Students’ academic work in school is defined by the academic tasks that are embedded
in the content they encounter on a daily basis. Tasks regulate the selection of information
and the choice of strategies for processing that information….Students will learn what a
task leads them to do, that is, they will acquire information and operations that are
necessary to accomplish the tasks they encounter.
—Doyle (1983, p. 162)
Theories of mathematical learning suggest that the nature of classroom activities, or “tasks,” affects students’ abilities to learn mathematics with understanding (Doyle, 1983; Hiebert & Wearne, 1993). Hiebert and Carpenter (1992) contend that the structure and depth of knowledge depends on learners’ prior knowledge and their ability to access it and connect complex mathematical ideas to one another within a broader network of understanding. Students with connected knowledge structures are better equipped to engage in reasoning and problem solving and better primed to transfer learning and adapt understandings to new contexts (Bransford, Brown, & Cocking, 1999). Therefore, the mathematical tasks in which students engage should facilitate and support students’ conceptual understanding of mathematics, fostering deep connections among mathematical ideas (Hiebert & Carpenter, 1992).

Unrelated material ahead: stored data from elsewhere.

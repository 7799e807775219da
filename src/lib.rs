//! # mcapshrink
//!
//! Rewrites an MCAP recording, losslessly compressing every ROS1
//! `sensor_msgs/Image` message into a `foxglove_msgs/ShrunkImage` and
//! copying every other message through byte-for-byte, in input order.
//!
//! 8-bit grayscale and color images become lossless WebP; 16-bit grayscale
//! becomes 16-bit grayscale PNG; encodings with no compressor pass through
//! with their raw pixels and an empty format tag. The schema/channel
//! catalog is rewritten lazily with create-once semantics, so the output
//! contains exactly one schema per distinct input schema name.
//!
//! ## Usage
//!
//! ```no_run
//! use std::io::BufWriter;
//!
//! let input = std::fs::read("input.mcap")?;
//! let profile = mcapshrink::container::read_profile(&input)?;
//!
//! let file = std::fs::File::create("output.mcap")?;
//! let writer = mcap::WriteOptions::new()
//!     .profile(profile)
//!     .create(BufWriter::new(file))?;
//! let mut sink = mcapshrink::container::McapSink::new(writer);
//!
//! let stats = mcapshrink::transcode(&input, &mut sink)?;
//! sink.finish()?;
//! println!("{} images shrunk", stats.images_shrunk);
//! # Ok::<(), Box<dyn std::error::Error>>(())
//! ```

#![forbid(unsafe_code)]

mod error;
mod lossless;

pub mod catalog;
pub mod container;
pub mod pipeline;
pub mod record;
pub mod shrink;
pub mod wire;

// Re-exports
pub use catalog::{Catalog, ChannelDesc, ContainerSink, SchemaDesc};
pub use error::ShrinkError;
pub use pipeline::{TranscodeStats, transcode};
pub use shrink::{Diagnostics, shrink_image};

The majority of time students spend in the classroom is on tasks (Hiebert & Wearme, 1993), and thus the quality thereof and their potential to advance students’ thinking is paramount. Instructional planning is an important precursor to effective teaching, and when designing instructional tasks, teachers should identify the following:
1. What are the important mathematics procedures and concepts for students to understand and why?
2.At what level and in what ways do students understand the mathematics prior to the task? In other words, what is students’ prior knowledge (including both their knowledge of the topic and at what cognitive level)?

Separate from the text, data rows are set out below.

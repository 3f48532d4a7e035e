use axum::{
    body::Body,
    extract::{Path, State},
    response::Response,
    Json,
};

use super::RouteState;
use crate::http_objects::{ApiError, FileMetadata, UploadStatus};

pub async fn download_chunk(
    Path((file_name, chunk_index)): Path<(String, u64)>,
    State(state): State<RouteState>,
) -> Result<Response<Body>, ApiError> {
    let storage_reader = state
        .uploads
        .download_chunk(&file_name, chunk_index)
        .await?;

    Response::builder()
        .header("Content-Type", "application/octet-stream")
        .body(Body::from_stream(storage_reader))
        .map_err(|e| ApiError::internal_error_str(&e.to_string()))
}

pub async fn file_metadata(
    Path(file_name): Path<String>,
    State(state): State<RouteState>,
) -> Result<Json<FileMetadata>, ApiError> {
    let chunk_count = state.uploads.chunk_count(&file_name).await?;
    Ok(Json(FileMetadata { chunk_count }))
}

pub async fn upload_status(
    Path(file_name): Path<String>,
    State(state): State<RouteState>,
) -> Result<Json<UploadStatus>, ApiError> {
    let snapshot = state
        .uploads
        .registry()
        .snapshot(&file_name)
        .ok_or_else(|| ApiError::not_found(&format!("no upload in progress for {}", file_name)))?;
    Ok(Json(snapshot.into()))
}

3. Is the content of the task identified in standards for teaching mathematics? What is the relationship of this content to the critical foundations of algebra and major topics of school algebra ?

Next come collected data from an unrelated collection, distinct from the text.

impl UploadSession {
    fn new(file_name: &str) -> Self {
        let (pending_tx, _) = watch::channel(0);
        Self {
            file_name: file_name.to_string(),
            state: Mutex::new(SessionState::default()),
            pending_tx,
        }
    }

    pub fn file_name(&self) -> &str {
        &self.file_name
    }

    fn state(&self) -> MutexGuard<'_, SessionState> {
        self.state.lock().unwrap_or_else(PoisonError::into_inner)
    }

    pub fn is_canceled(&self) -> bool {
        self.state().canceled
    }

    pub fn pending_count(&self) -> usize {
        self.state().pending_total
    }

    pub fn snapshot(&self) -> SessionSnapshot {
        let state = self.state();
        let mut pending_chunks: Vec<u64> = state.pending.keys().copied().collect();
        pending_chunks.sort_unstable();
        SessionSnapshot {
            file_name: self.file_name.clone(),
            pending_chunks,
            committed_chunks: state.committed.iter().copied().collect(),
            canceled: state.canceled,
            expected_chunks: state.expected_chunks,
        }
    }

    /// Resolves once no chunk write is in flight.
    ///
    /// Only meaningful after the session is canceled, since nothing else stops
    /// new writes from arriving.
    pub async fn wait_drained(&self) {
        let mut rx = self.pending_tx.subscribe();
        // the sender lives as long as `self`, so the channel can't close here
        let _ = rx.wait_for(|pending| *pending == 0).await;
    }

    fn mark_canceled(&self) -> bool {
        let mut state = self.state();
        if state.retired {
            return false;
        }
        state.canceled = true;
        true
    }

    fn begin_chunk(
        self: &Arc<Self>,
        index: u64,
        declared_total: Option<u64>,
    ) -> Result<Begin, UploadError> {
        let mut state = self.state();
        if state.retired {
            return Ok(Begin::Retired);
        }
        if state.canceled {
            return Err(UploadError::UploadCanceled {
                file_name: self.file_name.clone(),
            });
        }
        if let (Some(declared), Some(expected)) = (declared_total, state.expected_chunks) {
            if declared != expected {
                return Err(UploadError::validation(format!(
                    "file {} was declared with {} chunks, got {}",
                    self.file_name, expected, declared
                )));
            }
        }
        let expected = declared_total.or(state.expected_chunks);
        if let Some(expected) = expected {
            if index >= expected {
                return Err(UploadError::validation(format!(
                    "chunk index {} is out of range for {} chunks",
                    index, expected
                )));
            }
        }

        state.expected_chunks = expected;
        *state.pending.entry(index).or_default() += 1;
        state.pending_total += 1;
        self.pending_tx.send_replace(state.pending_total);
        trace!(
            file_name = %self.file_name,
            index,
            pending = state.pending_total,
            "chunk write started"
        );

        Ok(Begin::Started(PendingChunk {
            session: self.clone(),
            index,
            done: false,
        }))
    }

    fn finish_chunk(&self, index: u64, committed: bool) {
        let mut state = self.state();
        if let Some(count) = state.pending.get_mut(&index) {
            *count -= 1;
            if *count == 0 {
                state.pending.remove(&index);
            }
            state.pending_total -= 1;
        }
        if committed {
            state.committed.insert(index);
        }
        self.pending_tx.send_replace(state.pending_total);
        trace!(
            file_name = %self.file_name,
            index,
            committed,
            pending = state.pending_total,
            "chunk write finished"
        );
    }

    /// Marks the session as dropped from the registry if no write is in
    /// flight. Writes that still hold a reference are then redirected to a
    /// fresh session. A canceled session is only retired by its purge, so
    /// `keep_canceled` leaves it in place.
    fn retire_if_idle(&self, keep_canceled: bool) -> bool {
        let mut state = self.state();
        if state.pending_total > 0 || (keep_canceled && state.canceled) {
            return false;
        }
        state.retired = true;
        true
    }
}

/// An accepted chunk write.
///
/// Dropping it without [`PendingChunk::commit`] records the write as failed,
/// which keeps the pending accounting exact even when the writing task is
/// aborted or panics.
#[derive(Debug)]
pub struct PendingChunk {
    session: Arc<UploadSession>,
    index: u64,
    done: bool,
}

impl PendingChunk {
    pub fn index(&self) -> u64 {
        self.index
    }

    pub fn commit(mut self) {
        self.done = true;
        self.session.finish_chunk(self.index, true);
    }
}

impl Drop for PendingChunk {
    fn drop(&mut self) {
        if !self.done {
            self.session.finish_chunk(self.index, false);
        }
    }
}

/// In-memory upload sessions keyed by file name.
///
/// Sessions for different names live in independent map shards and carry
/// their own lock, so unrelated files never contend.
#[derive(Debug, Default)]
pub struct UploadRegistry {
    sessions: DashMap<String, Arc<UploadSession>>,
}

impl UploadRegistry {
    pub fn new() -> Self {
        Self::default()
    }

    pub fn get_or_create(&self, file_name: &str) -> Arc<UploadSession> {
        if let Some(session) = self.sessions.get(file_name) {
            return session.value().clone();
        }
        self.sessions
            .entry(file_name.to_string())
            .or_insert_with(|| {
                debug!(file_name, "created upload session");
                Arc::new(UploadSession::new(file_name))
            })
            .value()
            .clone()
    }

    pub fn get(&self, file_name: &str) -> Option<Arc<UploadSession>> {
        self.sessions.get(file_name).map(|s| s.value().clone())
    }

    pub fn is_canceled(&self, file_name: &str) -> bool {
        self.get(file_name).is_some_and(|s| s.is_canceled())
    }

    /// Marks the session for `file_name` canceled, creating it if needed.
    /// Chunk writes that have not registered yet are rejected from now on.
    pub fn mark_canceled(&self, file_name: &str) -> Arc<UploadSession> {
        loop {
            let session = self.get_or_create(file_name);
            if session.mark_canceled() {
                return session;
            }
            // lost a race with a removal, the next lookup sees a fresh entry
            self.sessions
                .remove_if(file_name, |_, s| Arc::ptr_eq(s, &session));
        }
    }

    /// Registers an in-flight write of chunk `index`.
    pub fn begin_chunk(
        &self,
        file_name: &str,
        index: u64,
        declared_total: Option<u64>,
    ) -> Result<PendingChunk, UploadError> {
        loop {
            let session = self.get_or_create(file_name);
            match session.begin_chunk(index, declared_total)? {
                Begin::Started(pending) => return Ok(pending),
                Begin::Retired => {
                    self.sessions
                        .remove_if(file_name, |_, s| Arc::ptr_eq(s, &session));
                }
            }
        }
    }

    /// Drops `session` from the registry unless a newer session has replaced
    /// it or a write is still in flight.
    pub fn remove(&self, session: &Arc<UploadSession>) -> bool {
        self.sessions
            .remove_if(session.file_name(), |_, s| {
                Arc::ptr_eq(s, session) && s.retire_if_idle(false)
            })
            .is_some()
    }

    /// Drops the session for `file_name` if no write is in flight. Canceled
    /// sessions stay until their cancel removes them.
    pub fn forget_idle(&self, file_name: &str) -> bool {
        self.sessions
            .remove_if(file_name, |_, s| s.retire_if_idle(true))
            .is_some()
    }

    /// Drops every session without writes in flight, except canceled ones,
    /// and returns how many were dropped.
    pub fn forget_all_idle(&self) -> usize {
        let before = self.sessions.len();
        self.sessions.retain(|_, s| !s.retire_if_idle(true));
        before.saturating_sub(self.sessions.len())
    }

    pub fn snapshot(&self, file_name: &str) -> Option<SessionSnapshot> {
        self.get(file_name).map(|s| s.snapshot())
    }

    pub fn len(&self) -> usize {
        self.sessions.len()
    }

    pub fn is_empty(&self) -> bool {
        self.sessions.is_empty()
    }
}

4. How does the task move students’ mathematical understanding forward? How does the task foster students’ construction of new understandings of mathematics?
5. How does the task provide all students access to mathematics by building on their prior knowledge? How does the task offer multiple entry points to engage in higher-order mathematical thinking?
6. How does the task offer students opportunities to experience multiple representations of concepts? In what ways does the task allow students to employ multiple problem-solving strategies in varied contexts?
How teachers design tasks for students has many implications for if and how students learn mathematics (Boston & Wolf, 2006; Stein, Grover, & Henningsen, 1996). High-quality tasks are those that are well matched to a student’s level of understanding, providing a balance between challenging the student and limiting frustration and inadvertent misunderstandings and errors.
High-quality tasks foster students’ abilities to reason, solve problems, and conjecture (Matsumura, Slater, Junker, Peterson, Boston, et al., 2006). When tasks are too narrowly conceived, for example, requiring a student to memorize a formula or procedure without reference to prior knowledge and potential applications or variations of that procedure, students may learn a disconnected skill that does not contribute to the student’s broader mathematical competence. Developing fluency with operations and computations is critically important to students’ mastery of mathematics ; tasks should ensure that students master standard algorithms and procedures, but at the same time they also should come to understand when, how, and in what ways to use those procedures to solve problems of different kinds. In sum, teachers must know how to design meaningful instructional tasks that are aligned to their students’ prior knowledge and hold the potential to deepen students’ conceptual understanding of mathematics. For example, when young children learn to count fluently forward and backward, this skill should be connected to the concept of cardinality or quantity
comparisons and teachers may use measurement tasks to illustrate differences between numerical rankings. As appropriate to the activities used, connections should be made to counting, combining and recombining sets, and early understanding of the principles of addition and subtraction.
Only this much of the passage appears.